Álvaro Guerra (1936 - 2002)

Romancista e diplomata, esteve ligado à fundação de importantes jornais, foi director de informação da radiotelevisão portuguesa após o 25 de Abril, assessor do Presidente da República Ramalho Eanes. Foi homenageado com diversas condecorações.

O seu primeiro livro, Os mastins, foi escrito no mato, na Guiné, onde combateu como oficial na Guerra do Ultramar e onde foi ferido em combate. Esteve exilado em França e teve um envolvimento activo na preparação do golpe militar de 25 de Abril de 1974.

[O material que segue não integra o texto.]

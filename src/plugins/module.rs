//! Template macro modules.
//!
//! A module is a template file whose top level defines macros and values.
//! Loading evaluates it in an isolated environment and harvests its exports.
//!
//! Exported macros run in that isolated environment too, so they only see
//! their own module and the plain values passed to them. A macro from the
//! calling template, including the `caller` of a `{% call %}` block, cannot
//! be used inside a plugin macro and fails with `InvalidOperation`.

use super::PluginLoadError;
use crate::template::template_environment;
use minijinja::value::{Rest, ValueKind};
use minijinja::{Error, ErrorKind, Value};
use std::path::Path;
use std::sync::Arc;

/// A loaded plugin module and the symbols it exports.
#[derive(Debug, Clone)]
pub struct PluginModule {
    name: String,
    symbols: Vec<(String, Value)>,
}

impl PluginModule {
    /// Reads and evaluates the module at `path`. Its name is the file name.
    pub fn load(path: &Path) -> Result<Self, PluginLoadError> {
        let source = std::fs::read_to_string(path)?;
        let name = path
            .file_name()
            .map(|n| n.to_string_lossy().into_owned())
            .unwrap_or_else(|| path.display().to_string());
        Self::from_source(name, source)
    }

    /// Evaluates module source and collects its exported symbols.
    ///
    /// Macros become callables; plain values are copied. Exports that
    /// evaluate to undefined are dropped.
    pub fn from_source(
        name: impl Into<String>,
        source: impl Into<String>,
    ) -> Result<Self, PluginLoadError> {
        let source: Arc<str> = Arc::from(source.into());
        let env = template_environment();
        let template = env.template_from_str(&source)?;
        let state = template.eval_to_state(())?;

        let exports: Vec<String> = state.exports().into_iter().map(String::from).collect();
        let mut symbols = Vec::with_capacity(exports.len());

        for export in exports {
            let Some(value) = state.lookup(&export) else {
                continue;
            };
            if value.is_undefined() {
                continue;
            }
            // Macros are bound to the state that defined them, so they are
            // re-evaluated from source on every call.
            let value = if is_macro(&value) {
                macro_binding(Arc::clone(&source), export.clone())
            } else {
                value
            };
            symbols.push((export, value));
        }

        Ok(Self {
            name: name.into(),
            symbols,
        })
    }

    /// The module's name, as reported in `loaded_plugins`.
    pub fn name(&self) -> &str {
        &self.name
    }

    /// The exported symbols, private names included.
    pub fn symbols(&self) -> &[(String, Value)] {
        &self.symbols
    }

    /// Consumes the module, returning its name and symbols.
    pub fn into_parts(self) -> (String, Vec<(String, Value)>) {
        (self.name, self.symbols)
    }
}

fn is_macro(value: &Value) -> bool {
    value.as_object().is_some()
        && (value.kind() == ValueKind::Plain || value.to_string().starts_with("<macro "))
}

fn macro_binding(source: Arc<str>, name: String) -> Value {
    Value::from_function(move |args: Rest<Value>| call_macro(&source, &name, &args))
}

/// Returns true if `value` is a macro or a keyword-argument map holding one.
fn carries_macro(value: &Value) -> bool {
    if is_macro(value) {
        return true;
    }
    if value.kind() != ValueKind::Map {
        return false;
    }
    value.try_iter().is_ok_and(|mut keys| {
        keys.any(|key| value.get_item(&key).is_ok_and(|item| is_macro(&item)))
    })
}

fn call_macro(source: &str, name: &str, args: &[Value]) -> Result<Value, Error> {
    let env = template_environment();
    let template = env.template_from_str(source)?;
    let state = template.eval_to_state(())?;
    let callee = state.lookup(name).ok_or_else(|| {
        Error::new(
            ErrorKind::UnknownFunction,
            format!("plugin macro '{name}' is not defined"),
        )
    })?;
    callee.call(&state, args).map_err(|err| {
        if args.iter().any(carries_macro) {
            Error::new(
                ErrorKind::InvalidOperation,
                format!(
                    "plugin macro '{name}' cannot use macros or call blocks from the calling template"
                ),
            )
            .with_source(err)
        } else {
            err
        }
    })
}
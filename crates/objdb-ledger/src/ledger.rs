use std::collections::BTreeSet;
use std::sync::Arc;

use objdb_store::BlobStore;
use objdb_types::{IdRange, ObjectId};
use tracing::{debug, info, warn};

use crate::error::{LedgerError, LedgerResult};
use crate::state::{
    decode_counter, decode_free_set, encode_counter, encode_free_set, AllocationState,
};

/// Blob holding the decimal next-id counter.
pub const COUNTER_BLOB: &str = "id.txt";

/// Blob holding the released identifiers.
pub const FREE_SET_BLOB: &str = "free.dat";

/// Which ledger blobs still differ from memory.
#[derive(Clone, Copy, Debug, Default)]
struct Dirty {
    counter: bool,
    free_set: bool,
}

/// Issues identifiers from a bounded range and recycles released ones.
///
/// Every mutating call persists the affected blob before returning. A failed
/// write is logged and remembered; the next mutation (or [`flush`]) writes
/// every blob still out of date. Until then the in-memory state is the only
/// source of truth.
///
/// The ledger assumes a single writer. It takes `&mut self` for mutations
/// and performs no locking of its own.
///
/// [`flush`]: AllocationLedger::flush
pub struct AllocationLedger {
    range: IdRange,
    state: AllocationState,
    blobs: Arc<dyn BlobStore>,
    dirty: Dirty,
}

impl AllocationLedger {
    /// Load the ledger for `range` from `blobs`, falling back to a fresh
    /// counter and an empty free set when either blob is missing or corrupt.
    pub fn initialize(range: IdRange, blobs: Arc<dyn BlobStore>) -> Self {
        let next_id = load_counter(range, blobs.as_ref());
        let free_ids = load_free_set(range, blobs.as_ref());

        info!(
            %range,
            capacity = range.count(),
            next_id,
            free = free_ids.len(),
            "allocation ledger initialized"
        );

        Self {
            range,
            state: AllocationState { next_id, free_ids },
            blobs,
            dirty: Dirty::default(),
        }
    }

    /// Issue an identifier.
    ///
    /// The counter is used while it is within range; afterwards the smallest
    /// released identifier is reused.
    pub fn allocate(&mut self) -> LedgerResult<ObjectId> {
        if !self.state.counter_exhausted(self.range) {
            // Bounded by range.max(), which is a u32.
            let id = ObjectId::new(self.state.next_id as u32);
            self.state.next_id += 1;
            self.dirty.counter = true;

            if self.state.free_ids.remove(&id) {
                warn!(%id, "counter issued an id listed as free; dropping it from the free set");
                self.dirty.free_set = true;
            }

            self.persist();
            debug!(%id, source = "counter", "identifier allocated");
            return Ok(id);
        }

        match self.state.free_ids.pop_first() {
            Some(id) => {
                self.dirty.free_set = true;
                self.persist();
                debug!(%id, source = "free_set", "identifier allocated");
                Ok(id)
            }
            None => Err(LedgerError::Exhausted { range: self.range }),
        }
    }

    /// Return an identifier to the free set.
    ///
    /// Returns `Ok(true)` if the identifier was added, `Ok(false)` if it was
    /// already free (the duplicate release is ignored). Identifiers outside
    /// the range or never issued by the counter are rejected.
    pub fn release(&mut self, id: ObjectId) -> LedgerResult<bool> {
        if !self.range.contains(id) {
            return Err(LedgerError::OutOfRange {
                id,
                range: self.range,
            });
        }
        if !self.state.was_issued(id) {
            return Err(LedgerError::NeverIssued {
                id,
                next_id: self.state.next_id,
            });
        }
        if !self.state.free_ids.insert(id) {
            warn!(%id, "duplicate release ignored");
            return Ok(false);
        }

        self.dirty.free_set = true;
        self.persist();
        debug!(%id, "identifier released");
        Ok(true)
    }

    /// Retry writing any blob that failed to persist.
    ///
    /// Returns `true` when the medium matches the in-memory state.
    pub fn flush(&mut self) -> bool {
        self.persist()
    }

    /// Whether every ledger blob has been written since the last mutation.
    pub fn is_persisted(&self) -> bool {
        !self.dirty.counter && !self.dirty.free_set
    }

    pub fn range(&self) -> IdRange {
        self.range
    }

    pub fn state(&self) -> &AllocationState {
        &self.state
    }

    pub fn is_free(&self, id: ObjectId) -> bool {
        self.state.free_ids.contains(&id)
    }

    fn persist(&mut self) -> bool {
        if self.dirty.counter {
            match self
                .blobs
                .write(COUNTER_BLOB, &encode_counter(self.state.next_id))
            {
                Ok(()) => self.dirty.counter = false,
                Err(e) => warn!(
                    blob = COUNTER_BLOB,
                    error = %e,
                    "failed to persist ledger counter; keeping in-memory state"
                ),
            }
        }
        if self.dirty.free_set {
            match self
                .blobs
                .write(FREE_SET_BLOB, &encode_free_set(&self.state.free_ids))
            {
                Ok(()) => self.dirty.free_set = false,
                Err(e) => warn!(
                    blob = FREE_SET_BLOB,
                    error = %e,
                    "failed to persist ledger free set; keeping in-memory state"
                ),
            }
        }
        self.is_persisted()
    }
}

impl std::fmt::Debug for AllocationLedger {
    fn fmt(&self, f: &mut std::fmt::Formatter<'_>) -> std::fmt::Result {
        f.debug_struct("AllocationLedger")
            .field("range", &self.range)
            .field("next_id", &self.state.next_id)
            .field("free", &self.state.free_ids.len())
            .field("persisted", &self.is_persisted())
            .finish()
    }
}

fn load_counter(range: IdRange, blobs: &dyn BlobStore) -> u64 {
    let fresh = AllocationState::fresh(range).next_id;
    let data = match blobs.read(COUNTER_BLOB) {
        Ok(Some(data)) => data,
        Ok(None) => {
            debug!(blob = COUNTER_BLOB, "no persisted counter; starting at range minimum");
            return fresh;
        }
        Err(e) => {
            warn!(blob = COUNTER_BLOB, error = %e, "unreadable counter; starting at range minimum");
            return fresh;
        }
    };

    match decode_counter(&data) {
        Ok(n) if n < fresh => {
            warn!(counter = n, %range, "persisted counter below range; raising to minimum");
            fresh
        }
        Ok(n) if n > range.exhausted_counter() => {
            warn!(counter = n, %range, "persisted counter beyond range; marking counter exhausted");
            range.exhausted_counter()
        }
        Ok(n) => n,
        Err(e) => {
            warn!(blob = COUNTER_BLOB, error = %e, "corrupt counter; starting at range minimum");
            fresh
        }
    }
}

fn load_free_set(range: IdRange, blobs: &dyn BlobStore) -> BTreeSet<ObjectId> {
    let data = match blobs.read(FREE_SET_BLOB) {
        Ok(Some(data)) => data,
        Ok(None) => return BTreeSet::new(),
        Err(e) => {
            warn!(blob = FREE_SET_BLOB, error = %e, "unreadable free set; starting empty");
            return BTreeSet::new();
        }
    };

    let ids = match decode_free_set(&data) {
        Ok(ids) => ids,
        Err(e) => {
            warn!(blob = FREE_SET_BLOB, error = %e, "corrupt free set; starting empty");
            return BTreeSet::new();
        }
    };

    let mut free = BTreeSet::new();
    for id in ids {
        if !range.contains(id) {
            warn!(%id, %range, "dropping out-of-range free id");
        } else if !free.insert(id) {
            warn!(%id, "dropping duplicate free id");
        } else {
            debug!(%id, "loaded free id");
        }
    }
    free
}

A sua ficção sofre a contaminação do romance histórico mas constitui a transposição de uma experiência pessoal e preocupa-se com a abordagem política das grandes temáticas portuguesas do século XX. Aquela que é, porventura, a sua obra mais conhecida, a chamada "trilogia dos cafés", Café República, Café Central e Café 25 de Abril, abarca, no conjunto, um longo período histórico que tem início na I Guerra Mundial e termina após a revolução de Abril de 1974. Nestas obras cruzam-se a análise de mentalidades no Estado Novo, temas como a decadência do Império, a euforia da liberdade conquistada em 1974 e as desilusões que se lhe seguiram.

Referir que obra traduzida (crónicas jugoslavas) ganhou: Grande Prémio de Crónica APE, 1999. 

Algumas das suas obras foram objecto de estudo em universidades portuguesas e estrangeiras. Está traduzido em francês.